==== Material provided
// SPDX-FileCopyrightText: 2025 Semiotic AI, Inc.
//
// SPDX-License-Identifier: Apache-2.0

//! Batched chunk execution
//!
//! Each chunk runs as its own task. The outcome is sent back to the updater
//! as a [`ChunkSettled`] message; the task never touches the store.

use std::sync::Arc;
use tokio::sync::mpsc;
use tokio_util::sync::CancellationToken;
use tracing::{debug, Instrument};

use super::cancellation::ChunkId;
use crate::call::Call;
use crate::client::ChainClient;
use crate::decode::{decode_chunk, ResultData};
use crate::errors::FetchError;
use crate::tracing::spans;
use crate::types::block::BlockTimestamp;

/// Outcome of one chunk
#[derive(Debug)]
pub(crate) struct ChunkSettled {
    pub(crate) id: ChunkId,
    pub(crate) block_timestamp: BlockTimestamp,
    pub(crate) calls: Vec<Call>,
    pub(crate) outcome: Result<Vec<ResultData>, FetchError>,
}

/// Concatenate `address, selector, calldata length, calldata...` per call
pub(crate) fn flatten_calls(calls: &[Call]) -> Vec<String> {
    let mut flattened = Vec::with_capacity(calls.iter().map(|c| 3 + c.calldata().len()).sum());
    for call in calls {
        flattened.push(call.address().to_string());
        flattened.push(call.selector().to_string());
        flattened.push(call.calldata().len().to_string());
        flattened.extend(call.calldata().iter().cloned());
    }
    flattened
}

/// Execute and decode one chunk, abandoning it if `token` is cancelled
pub(crate) async fn fetch_chunk(
    client: &dyn ChainClient,
    calls: &[Call],
    block_timestamp: BlockTimestamp,
    token: &CancellationToken,
) -> Result<Vec<ResultData>, FetchError> {
    let calldata = flatten_calls(calls);

    let values = tokio::select! {
        biased;
        () = token.cancelled() => return Err(FetchError::cancelled(block_timestamp)),
        response = client.execute_batch(calldata) => response?,
    };

    debug!(values = values.len(), "Chunk response received");
    Ok(decode_chunk(calls.iter().map(Call::schema), &values)?)
}

/// Spawn a task that fetches `calls` and reports back on `settled`
pub(crate) fn spawn_chunk(
    client: Arc<dyn ChainClient>,
    id: ChunkId,
    calls: Vec<Call>,
    block_timestamp: BlockTimestamp,
    token: CancellationToken,
    settled: mpsc::UnboundedSender<ChunkSettled>,
) {
    let span = spans::fetch_chunk(id, block_timestamp, calls.len());

    tokio::spawn(
        async move {
            let outcome = fetch_chunk(client.as_ref(), &calls, block_timestamp, &token).await;

            // The updater has shut down if this fails
            let _ = settled.send(ChunkSettled {
                id,
                block_timestamp,
                calls,
                outcome,
            });
        }
        .instrument(span),
    );
}

#[cfg(test)]
mod tests {
    use super::*;
    use crate::abi::{OutputField, OutputSchema, StructDict};
    use crate::errors::ChainClientError;
    use alloy_primitives::U256;
    use async_trait::async_trait;
    use std::time::Duration;

    struct Echo(Vec<U256>);

    #[async_trait]
    impl ChainClient for Echo {
        async fn execute_batch(
            &self,
            _calldata: Vec<String>,
        ) -> Result<Vec<U256>, ChainClientError> {
            Ok(self.0.clone())
        }
    }

    struct Hang;

    #[async_trait]
    impl ChainClient for Hang {
        async fn execute_batch(
            &self,
            _calldata: Vec<String>,
        ) -> Result<Vec<U256>, ChainClientError> {
            tokio::time::sleep(Duration::from_secs(3600)).await;
            Ok(Vec::new())
        }
    }

    fn call(address: &str, calldata: &[&str]) -> Call {
        let schema =
            OutputSchema::resolve(&[OutputField::new("res", "felt")], &StructDict::new()).unwrap();
        Call::builder(address, "0x1")
            .calldata(calldata.iter().map(|s| s.to_string()).collect())
            .schema(schema)
            .build()
            .unwrap()
    }

    #[test]
    fn test_flatten_calls() {
        let calls = vec![call("0xa", &["1", "2"]), call("0xb", &[])];
        assert_eq!(
            flatten_calls(&calls),
            vec!["0xa", "0x1", "2", "1", "2", "0xb", "0x1", "0"]
        );
    }

    #[tokio::test]
    async fn test_fetch_chunk_decodes_in_order() {
        let calls = vec![call("0xa", &[]), call("0xb", &[])];
        let client = Echo(vec![U256::from(7u8), U256::from(9u8)]);
        let token = CancellationToken::new();

        let results = fetch_chunk(&client, &calls, BlockTimestamp::new(1), &token)
            .await
            .unwrap();
        assert_eq!(results[0]["res"].as_felt(), Some("7"));
        assert_eq!(results[1]["res"].as_felt(), Some("9"));
    }

    #[tokio::test]
    async fn test_fetch_chunk_fails_closed_on_short_response() {
        let calls = vec![call("0xa", &[]), call("0xb", &[])];
        let client = Echo(vec![U256::from(7u8)]);
        let token = CancellationToken::new();

        let result = fetch_chunk(&client, &calls, BlockTimestamp::new(1), &token).await;
        assert!(matches!(result, Err(FetchError::Decode(_))));
    }

    #[tokio::test(start_paused = true)]
    async fn test_fetch_chunk_observes_cancellation() {
        let calls = vec![call("0xa", &[])];
        let token = CancellationToken::new();
        token.cancel();

        let result = fetch_chunk(&Hang, &calls, BlockTimestamp::new(1), &token).await;
        assert!(result.unwrap_err().is_cancelled());
    }
}
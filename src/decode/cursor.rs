// SPDX-FileCopyrightText: 2025 Semiotic AI, Inc.
//
// SPDX-License-Identifier: Apache-2.0

use alloy_primitives::U256;

use crate::errors::DecodeError;

/// Forward-only reader shared by every call in a chunk
#[derive(Debug)]
pub(crate) struct ResponseCursor<'a> {
    values: &'a [U256],
    position: usize,
}

impl<'a> ResponseCursor<'a> {
    pub(crate) fn new(values: &'a [U256]) -> Self {
        Self {
            values,
            position: 0,
        }
    }

    /// Consume the next value, attributing exhaustion to `field`
    pub(crate) fn next(&mut self, field: &str) -> Result<U256, DecodeError> {
        let value = self
            .values
            .get(self.position)
            .copied()
            .ok_or_else(|| DecodeError::exhausted(field))?;
        self.position += 1;
        Ok(value)
    }

    pub(crate) fn remaining(&self) -> usize {
        self.values.len() - self.position
    }
}
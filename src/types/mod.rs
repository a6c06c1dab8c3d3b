// SPDX-FileCopyrightText: 2025 Semiotic AI, Inc.
//
// SPDX-License-Identifier: Apache-2.0

//! Strong types for type safety across multicall-sync.
//!
//! This module provides newtype wrappers for:
//! - Chain positions (block timestamps)
//! - Configuration values (chunk ceilings)

pub mod block;
pub mod config;

// Note: Public types are re-exported from lib.rs, not here
// SPDX-FileCopyrightText: 2025 Semiotic AI, Inc.
//
// SPDX-License-Identifier: Apache-2.0

//! Contract ABI documents and call construction helpers

use alloy_primitives::{keccak256, U256};
use serde::Deserialize;
use std::collections::{HashMap, HashSet, VecDeque};
use std::sync::Arc;
use tracing::debug;

use super::schema::{OutputField, OutputSchema, StructDict};
use crate::call::Call;
use crate::config::constants::{ARRAY_TYPE_SUFFIX, SELECTOR_BITS};
use crate::errors::AbiError;

#[derive(Debug, Deserialize)]
#[serde(tag = "type", rename_all = "snake_case")]
enum AbiEntry {
    Function {
        name: String,
        #[serde(default)]
        outputs: Vec<OutputField>,
    },
    Struct {
        name: String,
        #[serde(default)]
        members: Vec<OutputField>,
    },
    #[serde(other)]
    Other,
}

/// A parsed contract ABI
///
/// Only functions and structs are retained; events, constructors and other
/// entries are ignored.
#[derive(Debug, Clone, Default)]
pub struct ContractAbi {
    functions: HashMap<String, Vec<OutputField>>,
    structs: StructDict,
}

impl ContractAbi {
    /// Parse a JSON ABI document
    ///
    /// # Examples
    ///
    /// ```
    /// use multicall_sync::ContractAbi;
    ///
    /// let abi = ContractAbi::from_json(r#"[
    ///     {"type": "function", "name": "decimals", "inputs": [],
    ///      "outputs": [{"name": "decimals", "type": "felt"}]},
    ///     {"type": "event", "name": "Transfer", "keys": [], "data": []}
    /// ]"#).unwrap();
    ///
    /// assert_eq!(abi.function_outputs("decimals").unwrap().len(), 1);
    /// ```
    pub fn from_json(json: &str) -> Result<Self, AbiError> {
        let entries: Vec<AbiEntry> = serde_json::from_str(json)?;

        let mut abi = Self::default();
        for entry in entries {
            match entry {
                AbiEntry::Function { name, outputs } => {
                    abi.functions.insert(name, outputs);
                }
                AbiEntry::Struct { name, members } => {
                    abi.structs.insert(name, members);
                }
                AbiEntry::Other => {}
            }
        }

        debug!(
            functions = abi.functions.len(),
            structs = abi.structs.len(),
            "Parsed contract ABI"
        );
        Ok(abi)
    }

    /// Output fields of the named function
    pub fn function_outputs(&self, name: &str) -> Result<&[OutputField], AbiError> {
        self.functions
            .get(name)
            .map(Vec::as_slice)
            .ok_or_else(|| AbiError::function_not_found(name))
    }

    /// Struct definitions reachable from `outputs`
    ///
    /// Array suffixes are stripped before lookup, so `Uint256*` pulls in
    /// `Uint256`. Structs referenced only from other structs are included.
    pub fn structs_for(&self, outputs: &[OutputField]) -> StructDict {
        let mut reachable = StructDict::new();
        let mut seen = HashSet::new();
        let mut queue: VecDeque<&str> = outputs.iter().map(|f| f.ty.as_str()).collect();

        while let Some(ty) = queue.pop_front() {
            let name = ty.trim().trim_end_matches(ARRAY_TYPE_SUFFIX);
            if !seen.insert(name.to_string()) {
                continue;
            }
            if let Some(members) = self.structs.get(name) {
                queue.extend(members.iter().map(|m| m.ty.as_str()));
                reachable.insert(name.to_string(), members.clone());
            }
        }

        reachable
    }

    /// Resolved output schema of the named function
    pub fn output_schema(&self, name: &str) -> Result<OutputSchema, AbiError> {
        let outputs = self.function_outputs(name)?;
        OutputSchema::resolve(outputs, &self.structs_for(outputs))
    }

    /// Build the same call against many contracts
    ///
    /// The result is index-aligned with `addresses`. An entry is `None` when
    /// its address is missing, when `calldata` is missing, or when the method
    /// declares no outputs. Those project to the invalid call state.
    ///
    /// # Examples
    ///
    /// ```
    /// use multicall_sync::ContractAbi;
    ///
    /// let abi = ContractAbi::from_json(r#"[
    ///     {"type": "function", "name": "balanceOf",
    ///      "inputs": [{"name": "account", "type": "felt"}],
    ///      "outputs": [{"name": "balance", "type": "felt"}]}
    /// ]"#).unwrap();
    ///
    /// let calls = abi
    ///     .multiple_contract_single_data(
    ///         &[Some("0x1".to_string()), None],
    ///         "balanceOf",
    ///         Some(vec!["0x557b".to_string()]),
    ///     )
    ///     .unwrap();
    ///
    /// assert!(calls[0].is_some());
    /// assert!(calls[1].is_none());
    /// ```
    pub fn multiple_contract_single_data(
        &self,
        addresses: &[Option<String>],
        method: &str,
        calldata: Option<Vec<String>>,
    ) -> Result<Vec<Option<Call>>, AbiError> {
        let outputs = self.function_outputs(method)?;

        let (Some(calldata), false) = (calldata, outputs.is_empty()) else {
            return Ok(vec![None; addresses.len()]);
        };

        let schema = Arc::new(OutputSchema::resolve(
            outputs,
            &self.structs_for(outputs),
        )?);
        let selector = selector_from_name(method);

        Ok(addresses
            .iter()
            .map(|address| {
                let address = address.as_deref()?;
                Call::builder(address, selector.as_str())
                    .calldata(calldata.clone())
                    .schema(Arc::clone(&schema))
                    .build()
                    .inspect_err(|e| debug!(address, error = %e, "Skipping invalid call"))
                    .ok()
            })
            .collect())
    }
}

/// Starknet entry point selector for a function name
///
/// Keccak-256 of the name, truncated to its low 250 bits, rendered as
/// lowercase `0x` hex.
///
/// # Examples
///
/// ```
/// use multicall_sync::selector_from_name;
///
/// assert_eq!(
///     selector_from_name("balanceOf"),
///     "0x2e4263afad30923c891518314c3c95dbe830a16874e8abc5777a9a20b54c76e"
/// );
/// ```
pub fn selector_from_name(name: &str) -> String {
    let hash = keccak256(name.as_bytes());
    let mask = (U256::from(1u8) << SELECTOR_BITS) - U256::from(1u8);
    let selector = U256::from_be_bytes(hash.0) & mask;
    format!("0x{selector:x}")
}
// SPDX-FileCopyrightText: 2025 Semiotic AI, Inc.
//
// SPDX-License-Identifier: Apache-2.0

//! Error types for ABI parsing and output schema resolution.

/// Errors that can occur while loading an ABI or resolving an output schema.
///
/// Schema errors surface when a call is built, before it ever reaches the
/// registry. Response-shape problems (such as a missing `_len` value) are
/// not schema errors; they are reported by [`DecodeError`](crate::DecodeError)
/// at decode time.
#[derive(Debug, thiserror::Error)]
pub enum AbiError {
    /// The ABI document is not valid JSON or does not match the entry shape.
    #[error("Failed to parse ABI: {0}")]
    Parse(#[from] serde_json::Error),

    /// No function with the given name exists in the ABI.
    #[error("Function not found in ABI: {name}")]
    FunctionNotFound {
        /// The method name that was looked up
        name: String,
    },

    /// A type string could not be interpreted.
    ///
    /// For example an unbalanced tuple such as `(felt, felt` or an array
    /// marker with no element type.
    #[error("Invalid type {ty} for field {field}")]
    InvalidType {
        /// Name of the field carrying the type
        field: String,
        /// The raw type string
        ty: String,
    },

    /// A struct contains itself without an array in between.
    ///
    /// Such a struct has no finite encoding.
    #[error("Struct {name} contains itself")]
    RecursiveStruct {
        /// A struct on the cycle
        name: String,
    },
}

impl AbiError {
    /// Create a `FunctionNotFound` error.
    pub fn function_not_found(name: impl Into<String>) -> Self {
        AbiError::FunctionNotFound { name: name.into() }
    }

    /// Create an `InvalidType` error.
    pub fn invalid_type(field: impl Into<String>, ty: impl Into<String>) -> Self {
        AbiError::InvalidType {
            field: field.into(),
            ty: ty.into(),
        }
    }

    /// Create a `RecursiveStruct` error.
    pub fn recursive_struct(name: impl Into<String>) -> Self {
        AbiError::RecursiveStruct { name: name.into() }
    }
}
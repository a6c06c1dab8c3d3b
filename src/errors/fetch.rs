// SPDX-FileCopyrightText: 2025 Semiotic AI, Inc.
//
// SPDX-License-Identifier: Apache-2.0

//! Error types for chunk fetches.

use super::{ChainClientError, DecodeError};
use crate::BlockTimestamp;

/// Why a chunk failed.
///
/// Every variant is handled the same way by the updater: all calls in the
/// chunk are marked errored at the chunk's block timestamp. The variants
/// only differ in how they are logged.
#[derive(Debug, thiserror::Error)]
pub enum FetchError {
    /// The chain client rejected or failed the request.
    #[error("Chain client error: {0}")]
    Client(#[from] ChainClientError),

    /// The response did not match the calls' output schemas.
    #[error("Malformed response: {0}")]
    Decode(#[from] DecodeError),

    /// The request was abandoned because a newer block was observed.
    #[error("Fetch for block {block_timestamp} was cancelled")]
    Cancelled {
        /// The block timestamp the abandoned request targeted
        block_timestamp: BlockTimestamp,
    },
}

impl FetchError {
    /// Create a `Cancelled` error.
    pub fn cancelled(block_timestamp: BlockTimestamp) -> Self {
        FetchError::Cancelled { block_timestamp }
    }

    /// Whether this failure is a cancellation rather than a real error.
    pub fn is_cancelled(&self) -> bool {
        matches!(self, FetchError::Cancelled { .. })
    }
}
// SPDX-FileCopyrightText: 2025 Semiotic AI, Inc.
//
// SPDX-License-Identifier: Apache-2.0

//! Balanced partitioning of calls into batched requests

use crate::types::config::MaxCallsPerChunk;

/// Split `calls` into balanced, order-preserving chunks
///
/// Chunk sizes never exceed `max` and differ from each other by at most one,
/// so there is no trailing near-empty chunk.
///
/// # Examples
///
/// ```
/// use multicall_sync::{chunk_calls, MaxCallsPerChunk};
///
/// let chunks = chunk_calls((0..7).collect(), MaxCallsPerChunk::new(3));
/// let sizes: Vec<_> = chunks.iter().map(Vec::len).collect();
/// assert_eq!(sizes, vec![3, 2, 2]);
/// ```
pub fn chunk_calls<T>(calls: Vec<T>, max: MaxCallsPerChunk) -> Vec<Vec<T>> {
    let mut remaining = calls.into_iter();
    max.chunk_sizes(remaining.len())
        .map(|size| remaining.by_ref().take(size).collect())
        .collect()
}
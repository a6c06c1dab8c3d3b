// SPDX-FileCopyrightText: 2025 Semiotic AI, Inc.
//
// SPDX-License-Identifier: Apache-2.0

//! Strong types for configuration values
//!
//! These types ensure configuration values are not confused with
//! chain values (block timestamps, felts, listener counts).

use serde::{Deserialize, Serialize};

/// Maximum number of calls submitted together in one batched request
///
/// Multicall contracts and RPC nodes both reject requests that are too
/// large, so outdated calls are partitioned into chunks no larger than this.
///
/// # Examples
///
/// ```
/// use multicall_sync::MaxCallsPerChunk;
///
/// let max = MaxCallsPerChunk::DEFAULT;
/// assert_eq!(max.as_usize(), 100);
///
/// // Zero would make every chunk empty, so it is clamped to one
/// assert_eq!(MaxCallsPerChunk::new(0).as_usize(), 1);
/// ```
#[derive(Debug, Clone, Copy, PartialEq, Eq, PartialOrd, Ord, Serialize, Deserialize)]
#[serde(transparent)]
pub struct MaxCallsPerChunk(usize);

impl MaxCallsPerChunk {
    /// Default ceiling, safe for public Starknet RPC endpoints
    pub const DEFAULT: Self = Self(crate::config::constants::DEFAULT_MAX_CALLS_PER_CHUNK);

    /// Create a new chunk ceiling
    pub const fn new(calls: usize) -> Self {
        if calls == 0 {
            Self(1)
        } else {
            Self(calls)
        }
    }

    /// Get the inner usize value
    pub const fn as_usize(&self) -> usize {
        self.0
    }

    /// Calculate number of chunks needed to cover `total` calls
    ///
    /// # Examples
    ///
    /// ```
    /// use multicall_sync::MaxCallsPerChunk;
    ///
    /// let max = MaxCallsPerChunk::new(3);
    /// assert_eq!(max.chunks_needed(7), 3);
    /// assert_eq!(max.chunks_needed(0), 0);
    /// ```
    pub fn chunks_needed(&self, total: usize) -> usize {
        total.div_ceil(self.0)
    }

    /// Sizes of the balanced chunks covering `total` calls
    ///
    /// Uses the minimum number of chunks, then spreads calls so that sizes
    /// differ by at most one. Larger chunks come first.
    ///
    /// # Examples
    ///
    /// ```
    /// use multicall_sync::MaxCallsPerChunk;
    ///
    /// let sizes: Vec<_> = MaxCallsPerChunk::new(3).chunk_sizes(7).collect();
    /// assert_eq!(sizes, vec![3, 2, 2]);
    /// ```
    pub fn chunk_sizes(&self, total: usize) -> ChunkSizes {
        let chunks = self.chunks_needed(total);
        let (base, extra) = if chunks == 0 {
            (0, 0)
        } else {
            (total / chunks, total % chunks)
        };

        ChunkSizes {
            index: 0,
            chunks,
            base,
            extra,
        }
    }
}

impl Default for MaxCallsPerChunk {
    fn default() -> Self {
        Self::DEFAULT
    }
}

impl From<usize> for MaxCallsPerChunk {
    fn from(value: usize) -> Self {
        Self::new(value)
    }
}

impl std::fmt::Display for MaxCallsPerChunk {
    fn fmt(&self, f: &mut std::fmt::Formatter<'_>) -> std::fmt::Result {
        write!(f, "{} calls", self.0)
    }
}

/// Iterator over balanced chunk sizes
///
/// Created by [`MaxCallsPerChunk::chunk_sizes`].
#[derive(Debug, Clone)]
pub struct ChunkSizes {
    index: usize,
    chunks: usize,
    base: usize,
    extra: usize,
}

impl Iterator for ChunkSizes {
    type Item = usize;

    fn next(&mut self) -> Option<Self::Item> {
        if self.index >= self.chunks {
            return None;
        }

        let size = if self.index < self.extra {
            self.base + 1
        } else {
            self.base
        };
        self.index += 1;

        Some(size)
    }

    fn size_hint(&self) -> (usize, Option<usize>) {
        let remaining = self.chunks - self.index;
        (remaining, Some(remaining))
    }
}

impl ExactSizeIterator for ChunkSizes {}
// SPDX-FileCopyrightText: 2025 Semiotic AI, Inc.
//
// SPDX-License-Identifier: Apache-2.0

//! Caching of decoded call results
//!
//! Every entry remembers the chain position its data was produced at and the
//! position of the latest fetch attempt. Those two positions drive both the
//! staleness check and the projected call state.

pub mod result;

pub use result::{CacheEntry, CachedData, ResultCache};
// SPDX-FileCopyrightText: 2025 Semiotic AI, Inc.
//
// SPDX-License-Identifier: Apache-2.0

//! Listener reference counts per call key
//!
//! A key is present exactly while its net listener count is positive. The
//! registry also keeps the first [`Call`] registered for each key, which is
//! the instance the updater fetches and decodes with.

use std::collections::{BTreeMap, BTreeSet, HashMap};
use tracing::trace;

use crate::call::{Call, CallKey};

#[derive(Debug)]
struct Listener {
    count: usize,
    call: Call,
}

/// Reference-counted set of subscribed calls
#[derive(Debug, Default)]
pub struct ListenerRegistry {
    listeners: HashMap<CallKey, Listener>,
}

impl ListenerRegistry {
    /// Create an empty registry
    pub fn new() -> Self {
        Self::default()
    }

    /// Increment the listener count of every call
    pub fn add_listeners<'c>(&mut self, calls: impl IntoIterator<Item = &'c Call>) {
        for call in calls {
            self.listeners
                .entry(call.key().clone())
                .and_modify(|listener| listener.count += 1)
                .or_insert_with(|| Listener {
                    count: 1,
                    call: call.clone(),
                });
        }
    }

    /// Decrement the listener count of every key
    ///
    /// Keys reaching zero are removed. Unknown keys are ignored, since an
    /// unsubscribe may race a resubscribe.
    pub fn remove_listeners<'k>(&mut self, keys: impl IntoIterator<Item = &'k CallKey>) {
        for key in keys {
            let Some(listener) = self.listeners.get_mut(key) else {
                trace!(key = %key, "Ignoring removal of unknown listener");
                continue;
            };

            listener.count -= 1;
            if listener.count == 0 {
                self.listeners.remove(key);
            }
        }
    }

    /// Net listener count for `key`
    pub fn count(&self, key: &CallKey) -> usize {
        self.listeners.get(key).map_or(0, |listener| listener.count)
    }

    /// The call fetched for `key`, if it is being listened to
    pub fn call(&self, key: &CallKey) -> Option<&Call> {
        self.listeners.get(key).map(|listener| &listener.call)
    }

    /// Keys with at least one listener
    pub fn active_keys(&self) -> BTreeSet<CallKey> {
        self.listeners.keys().cloned().collect()
    }

    /// Ordered snapshot of every listened call
    pub fn snapshot(&self) -> BTreeMap<CallKey, Call> {
        self.listeners
            .iter()
            .map(|(key, listener)| (key.clone(), listener.call.clone()))
            .collect()
    }

    /// Number of listened keys
    pub fn len(&self) -> usize {
        self.listeners.len()
    }

    /// Returns true if nothing is listened to
    pub fn is_empty(&self) -> bool {
        self.listeners.is_empty()
    }
}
========
→ Required action
Using the data above, extract exactly the lines from the one that holds "flattened.push(call.address().to_string());" to the one that holds "let _ = settled.send(ChunkSettled", both ends included, and no others.

→ Output of the exercise
        flattened.push(call.address().to_string());
        flattened.push(call.selector().to_string());
        flattened.push(call.calldata().len().to_string());
        flattened.extend(call.calldata().iter().cloned());
    }
    flattened
}

/// Execute and decode one chunk, abandoning it if `token` is cancelled
pub(crate) async fn fetch_chunk(
    client: &dyn ChainClient,
    calls: &[Call],
    block_timestamp: BlockTimestamp,
    token: &CancellationToken,
) -> Result<Vec<ResultData>, FetchError> {
    let calldata = flatten_calls(calls);

    let values = tokio::select! {
        biased;
        () = token.cancelled() => return Err(FetchError::cancelled(block_timestamp)),
        response = client.execute_batch(calldata) => response?,
    };

    debug!(values = values.len(), "Chunk response received");
    Ok(decode_chunk(calls.iter().map(Call::schema), &values)?)
}

/// Spawn a task that fetches `calls` and reports back on `settled`
pub(crate) fn spawn_chunk(
    client: Arc<dyn ChainClient>,
    id: ChunkId,
    calls: Vec<Call>,
    block_timestamp: BlockTimestamp,
    token: CancellationToken,
    settled: mpsc::UnboundedSender<ChunkSettled>,
) {
    let span = spans::fetch_chunk(id, block_timestamp, calls.len());

    tokio::spawn(
        async move {
            let outcome = fetch_chunk(client.as_ref(), &calls, block_timestamp, &token).await;

            // The updater has shut down if this fails
            let _ = settled.send(ChunkSettled {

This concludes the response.